If
the 6 billion inhabitants of the world were but 100, there’d be: 31 Christians,
21 Muslims, 14 Hindus, 6 Buddhists, 12 people who practice other religions and
16 people who’d not be aligned with a religion.
Among
the last two groups there’ll be a good number who raise the thought we’re to
engage with in this week’s Talking Points,
namely the claim that ‘all religions lead to God’.
Given
these statistics, we, as Christians, need discernment over how we share about Christ
and talk forward from this assertion in as positive a way as we can in a
context where awareness of the variety of religions is widespread, even in
Horsted Keynes!
I want to get us thinking about all of this on a Sunday when the
Lectionary centres helpfully on Abraham as father of faith. He is so for
Judaism, Christianity and Islam, the so-called Abrahamic faiths. In our first
reading from Genesis God promises to Abram I
will bless you and make your name great. So he has, as Paul says in the
second reading Abraham is the father of
us all. His faith as a Jew is in the same God we put faith in who gives life to the dead and calls into
existence the things that do not exist.
Our worship reminds us all the time of our Jewish roots. We chose
for our entrance procession an Abraham hymn used to open Synagogue worship with
last verse amended. The preface chant I sing at the Eucharistic prayer has
beauty because it traces right back to Jewish worship, as does the whole idea
of ‘eucharist’ or berakah, thanksgiving.
Let’s go back though, thinking beyond the three Abrahamic
religions to list five approaches to the varieties of religion in the world
today since we want to get our minds and hearts engaged with this key issue.

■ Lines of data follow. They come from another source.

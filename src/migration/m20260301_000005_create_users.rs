//! Migration: Create users table.
//!
//! Login-capable identity principals with argon2 password hashes.

use sea_orm_migration::prelude::*;

#[derive(DeriveMigrationName)]
pub struct Migration;

#[async_trait::async_trait]
impl MigrationTrait for Migration {
    async fn up(&self, manager: &SchemaManager) -> Result<(), DbErr> {
        manager
            .get_connection()
            .execute_unprepared(
                r#"
                CREATE TABLE users (
                    id UUID PRIMARY KEY,
                    username VARCHAR(100) NOT NULL,
                    email VARCHAR(255) NOT NULL,
                    email_confirmed BOOLEAN NOT NULL DEFAULT FALSE,
                    password_hash VARCHAR(255) NOT NULL,

                    created_at TIMESTAMPTZ NOT NULL DEFAULT NOW(),
                    updated_at TIMESTAMPTZ NOT NULL DEFAULT NOW()
                );

                CREATE UNIQUE INDEX idx_users_username ON users(username);
                "#,
            )
            .await?;

        Ok(())
    }

    async fn down(&self, manager: &SchemaManager) -> Result<(), DbErr> {
        manager
            .get_connection()
            .execute_unprepared("DROP TABLE IF EXISTS users CASCADE;")
            .await?;

        Ok(())
    }
}
//! Database operations for API resources.

use chrono::Utc;
use sea_orm::*;
use uuid::Uuid;

use crate::error::AppResult;
use crate::models::resource::ApiResource;

/// Check whether the api_resources table contains any row.
pub async fn has_any(db: &DatabaseConnection) -> AppResult<bool> {
    let row = crate::entity::api_resource::Entity::find().one(db).await?;
    Ok(row.is_some())
}

/// Insert a batch of API resources, then their scope references.
///
/// Resources go in first so the scope rows can carry their ids; the
/// scope_name foreign key requires the referenced api_scopes rows to
/// already exist, which the seeding order guarantees.
pub async fn insert_batch(db: &DatabaseConnection, resources: &[ApiResource]) -> AppResult<u64> {
    if resources.is_empty() {
        return Ok(0);
    }

    let now = Utc::now();
    let ids: Vec<Uuid> = resources.iter().map(|_| Uuid::new_v4()).collect();

    let models: Vec<crate::entity::api_resource::ActiveModel> = resources
        .iter()
        .zip(&ids)
        .map(|(r, id)| crate::entity::api_resource::ActiveModel {
            id: Set(*id),
            name: Set(r.name.clone()),
            display_name: Set(r.display_name.clone()),
            created_at: Set(now),
        })
        .collect();

    let inserted = crate::entity::api_resource::Entity::insert_many(models)
        .exec_without_returning(db)
        .await?;

    let scope_rows: Vec<crate::entity::api_resource_scope::ActiveModel> = resources
        .iter()
        .zip(&ids)
        .flat_map(|(r, id)| {
            r.scopes
                .iter()
                .map(|scope| crate::entity::api_resource_scope::ActiveModel {
                    id: Set(Uuid::new_v4()),
                    api_resource_id: Set(*id),
                    scope_name: Set(scope.clone()),
                })
                .collect::<Vec<_>>()
        })
        .collect();

    if !scope_rows.is_empty() {
        crate::entity::api_resource_scope::Entity::insert_many(scope_rows)
            .exec_without_returning(db)
            .await?;
    }

    Ok(inserted)
}

/// Resolve the API resource names reachable through any of the given
/// scope names. Used as the audience of issued access tokens.
pub async fn names_for_scopes(
    db: &DatabaseConnection,
    scopes: &[&str],
) -> AppResult<Vec<String>> {
    if scopes.is_empty() {
        return Ok(Vec::new());
    }

    let scope_rows = crate::entity::api_resource_scope::Entity::find()
        .filter(
            crate::entity::api_resource_scope::Column::ScopeName
                .is_in(scopes.iter().map(|s| ToString::to_string(s))),
        )
        .all(db)
        .await?;

    if scope_rows.is_empty() {
        return Ok(Vec::new());
    }

    let resource_ids: Vec<Uuid> = scope_rows.iter().map(|r| r.api_resource_id).collect();

    let resources = crate::entity::api_resource::Entity::find()
        .filter(crate::entity::api_resource::Column::Id.is_in(resource_ids))
        .order_by_asc(crate::entity::api_resource::Column::Name)
        .all(db)
        .await?;

    let mut names: Vec<String> = resources.into_iter().map(|m| m.name).collect();
    names.dedup();
    Ok(names)
}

It’s key if only because though in a sense religion is God-given it’s also
heavily man-handled – even the Christian religion - and hence the source of
division in the world.
This morning’s teaching is important since, as Hans Kung once
said, there’ll be no peace in the world without peace between religions and no
peace between religions without understanding between religions. Put this
morning down to our going for deeper understanding from a Christian vantage point.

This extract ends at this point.